EXERCISE AIM =>
Please retype all of the data below, word for word.

MATERIAL PROVIDED =>

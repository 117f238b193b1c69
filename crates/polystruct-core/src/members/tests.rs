//! Tests for member collection.

use super::*;
use crate::scanner::{CompilationUnit, DeclarationScanner};

fn scan(source: &str) -> ScanResult {
    let unit = CompilationUnit::parse("members.rs", ModulePath::root(), source).unwrap();
    DeclarationScanner::new("polymorphic_struct").scan(&[unit])
}

fn collect(source: &str) -> Result<MemberSet> {
    let scan = scan(source);
    let interface = scan.interfaces[0].clone();
    MemberCollector::new(&scan).collect(&interface)
}

fn method<'a>(set: &'a MemberSet, name: &str) -> &'a MethodMember {
    set.methods().find(|m| m.name == name).unwrap()
}

#[test]
fn test_collects_methods_in_order() {
    let set = collect(
        r#"
        #[polymorphic_struct]
        trait IState {
            fn update(&mut self, dt: f32);
            fn score(&self) -> i32;
            fn finish(self) -> u8;
        }
        "#,
    )
    .unwrap();

    let names: Vec<_> = set.iter().map(Member::name).collect();
    assert_eq!(names, ["update", "score", "finish"]);
    assert_eq!(method(&set, "update").receiver, ReceiverKind::RefMut);
    assert!(!method(&set, "update").returns_value());
    assert_eq!(method(&set, "score").receiver, ReceiverKind::Ref);
    assert_eq!(method(&set, "finish").receiver, ReceiverKind::Value);
    assert_eq!(method(&set, "finish").receiver_text, "self");
}

#[test]
fn test_parameter_modes() {
    let set = collect(
        r#"
        #[polymorphic_struct]
        trait IParams {
            fn call(&mut self, a: i32, b: &i32, c: &mut i32, #[out] d: &mut i32, _: u8);
        }
        "#,
    )
    .unwrap();

    let call = method(&set, "call");
    let modes: Vec<_> = call.params.iter().map(|p| p.mode).collect();
    assert_eq!(
        modes,
        [
            ParamMode::Value,
            ParamMode::Shared,
            ParamMode::Exclusive,
            ParamMode::Out,
            ParamMode::Value
        ]
    );
    assert_eq!(call.params[4].name, "arg4");
    assert_eq!(call.out_params().count(), 1);
}

#[test]
fn test_out_requires_mutable_reference() {
    let err = collect(
        r#"
        #[polymorphic_struct]
        trait IBad {
            fn call(&self, #[out] d: i32);
        }
        "#,
    )
    .unwrap_err();
    assert!(matches!(err, GeneratorError::UnsupportedMember { .. }));
}

#[test]
fn test_properties_fold_accessors() {
    let set = collect(
        r#"
        #[polymorphic_struct]
        trait IProps {
            #[property]
            fn value(&self) -> i32;
            fn tick(&mut self);
            #[property]
            fn set_value(&mut self, value: i32);
            #[property]
            fn read_only(&self) -> f32;
        }
        "#,
    )
    .unwrap();

    let names: Vec<_> = set.iter().map(Member::name).collect();
    assert_eq!(names, ["value", "tick", "read_only"]);

    let props: Vec<_> = set.properties().collect();
    assert!(props[0].has_get() && props[0].has_set());
    assert!(props[1].has_get() && !props[1].has_set());
    assert_eq!(set.methods().count(), 1);
}

#[test]
fn test_property_type_mismatch() {
    let err = collect(
        r#"
        #[polymorphic_struct]
        trait IProps {
            #[property]
            fn value(&self) -> i32;
            #[property]
            fn set_value(&mut self, value: i64);
        }
        "#,
    )
    .unwrap_err();
    assert!(err.to_string().contains("disagree"));
}

#[test]
fn test_parents_depth_first_once() {
    let set = collect(
        r#"
        #[polymorphic_struct]
        trait IChild: IA + IB + Copy {
            fn child(&self);
        }
        trait IA: IBase { fn a(&self); }
        trait IB: IBase { fn b(&self); }
        trait IBase { fn base(&self); }
        "#,
    )
    .unwrap();

    let traits: Vec<_> = set.traits.iter().map(|t| t.trait_name.as_str()).collect();
    assert_eq!(traits, ["IChild", "IA", "IBase", "IB"]);
    assert_eq!(set.len(), 4);
}

#[test]
fn test_rejects_unsupported_shapes() {
    let cases = [
        "fn make() -> i32;",
        "fn boxed(self: Box<Self>);",
        "async fn run(&self);",
        "fn same(&self) -> Self;",
        "fn name(&self) -> &str;",
        "fn other(&self, other: &Self);",
        "type Output;",
        "const ID: u32;",
    ];
    for case in cases {
        let source = format!("#[polymorphic_struct] trait IBad {{ {} }}", case);
        assert!(collect(&source).is_err(), "accepted `{}`", case);
    }
}

#[test]
fn test_static_borrows_allowed() {
    let set = collect(
        r#"
        #[polymorphic_struct]
        trait INamed {
            fn label(&self) -> &'static str;
            unsafe fn raw(&self) -> u32;
        }
        "#,
    )
    .unwrap();
    assert!(method(&set, "label").output.is_some());
    assert!(method(&set, "raw").is_unsafe);
}

#[test]
fn test_generic_trait_rejected() {
    let err = collect("#[polymorphic_struct] trait IGen<T> { fn get(&self) -> T; }").unwrap_err();
    assert!(matches!(err, GeneratorError::UnsupportedInterface { .. }));
}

SOLUTION TO THE PROBLEM =>
repository 117f238b193b1c69
filename crates/polystruct-core/src/members/tests.rs
//! Tests for member collection.

use super::*;
use crate::scanner::{CompilationUnit, DeclarationScanner};

fn scan(source: &str) -> ScanResult {
    let unit = CompilationUnit::parse("members.rs", ModulePath::root(), source).unwrap();
    DeclarationScanner::new("polymorphic_struct").scan(&[unit])
}

fn collect(source: &str) -> Result<MemberSet> {
    let scan = scan(source);
    let interface = scan.interfaces[0].clone();
    MemberCollector::new(&scan).collect(&interface)
}

fn method<'a>(set: &'a MemberSet, name: &str) -> &'a MethodMember {
    set.methods().find(|m| m.name == name).unwrap()
}

#[test]
fn test_collects_methods_in_order() {
    let set = collect(
        r#"
        #[polymorphic_struct]
        trait IState {
            fn update(&mut self, dt: f32);
            fn score(&self) -> i32;
            fn finish(self) -> u8;
        }
        "#,
    )
    .unwrap();

    let names: Vec<_> = set.iter().map(Member::name).collect();
    assert_eq!(names, ["update", "score", "finish"]);
    assert_eq!(method(&set, "update").receiver, ReceiverKind::RefMut);
    assert!(!method(&set, "update").returns_value());
    assert_eq!(method(&set, "score").receiver, ReceiverKind::Ref);
    assert_eq!(method(&set, "finish").receiver, ReceiverKind::Value);
    assert_eq!(method(&set, "finish").receiver_text, "self");
}

#[test]
fn test_parameter_modes() {
    let set = collect(
        r#"
        #[polymorphic_struct]
        trait IParams {
            fn call(&mut self, a: i32, b: &i32, c: &mut i32, #[out] d: &mut i32, _: u8);
        }
        "#,
    )
    .unwrap();

    let call = method(&set, "call");
    let modes: Vec<_> = call.params.iter().map(|p| p.mode).collect();
    assert_eq!(
        modes,
        [
            ParamMode::Value,
            ParamMode::Shared,
            ParamMode::Exclusive,
            ParamMode::Out,
            ParamMode::Value
        ]
    );
    assert_eq!(call.params[4].name, "arg4");
    assert_eq!(call.out_params().count(), 1);
}

#[test]
fn test_out_requires_mutable_reference() {
    let err = collect(
        r#"
        #[polymorphic_struct]
        trait IBad {
            fn call(&self, #[out] d: i32);
        }
        "#,
    )
    .unwrap_err();
    assert!(matches!(err, GeneratorError::UnsupportedMember { .. }));
}

#[test]
fn test_properties_fold_accessors() {
    let set = collect(
        r#"
        #[polymorphic_struct]
        trait IProps {
            #[property]
            fn value(&self) -> i32;
            fn tick(&mut self);
            #[property]
            fn set_value(&mut self, value: i32);
            #[property]
            fn read_only(&self) -> f32;
        }
        "#,
    )
    .unwrap();

    let names: Vec<_> = set.iter().map(Member::name).collect();
    assert_eq!(names, ["value", "tick", "read_only"]);

    let props: Vec<_> = set.properties().collect();
    assert!(props[0].has_get() && props[0].has_set());
    assert!(props[1].has_get() && !props[1].has_set());
    assert_eq!(set.methods().count(), 1);
}

#[test]
fn test_property_type_mismatch() {
    let err = collect(
        r#"
        #[polymorphic_struct]
        trait IProps {
            #[property]
            fn value(&self) -> i32;
            #[property]
            fn set_value(&mut self, value: i64);
        }
        "#,
    )
    .unwrap_err();
    assert!(err.to_string().contains("disagree"));
}

#[test]
fn test_parents_depth_first_once() {
    let set = collect(
        r#"
        #[polymorphic_struct]
        trait IChild: IA + IB + Copy {
            fn child(&self);
        }
        trait IA: IBase { fn a(&self); }
        trait IB: IBase { fn b(&self); }
        trait IBase { fn base(&self); }
        "#,
    )
    .unwrap();

    let traits: Vec<_> = set.traits.iter().map(|t| t.trait_name.as_str()).collect();
    assert_eq!(traits, ["IChild", "IA", "IBase", "IB"]);
    assert_eq!(set.len(), 4);
}

#[test]
fn test_rejects_unsupported_shapes() {
    let cases = [
        "fn make() -> i32;",
        "fn boxed(self: Box<Self>);",
        "async fn run(&self);",
        "fn same(&self) -> Self;",
        "fn name(&self) -> &str;",
        "fn other(&self, other: &Self);",
        "type Output;",
        "const ID: u32;",
    ];
    for case in cases {
        let source = format!("#[polymorphic_struct] trait IBad {{ {} }}", case);
        assert!(collect(&source).is_err(), "accepted `{}`", case);
    }
}

#[test]
fn test_static_borrows_allowed() {
    let set = collect(
        r#"
        #[polymorphic_struct]
        trait INamed {
            fn label(&self) -> &'static str;
            unsafe fn raw(&self) -> u32;
        }
        "#,
    )
    .unwrap();
    assert!(method(&set, "label").output.is_some());
    assert!(method(&set, "raw").is_unsafe);
}

#[test]
fn test_generic_trait_rejected() {
    let err = collect("#[polymorphic_struct] trait IGen<T> { fn get(&self) -> T; }").unwrap_err();
    assert!(matches!(err, GeneratorError::UnsupportedInterface { .. }));
}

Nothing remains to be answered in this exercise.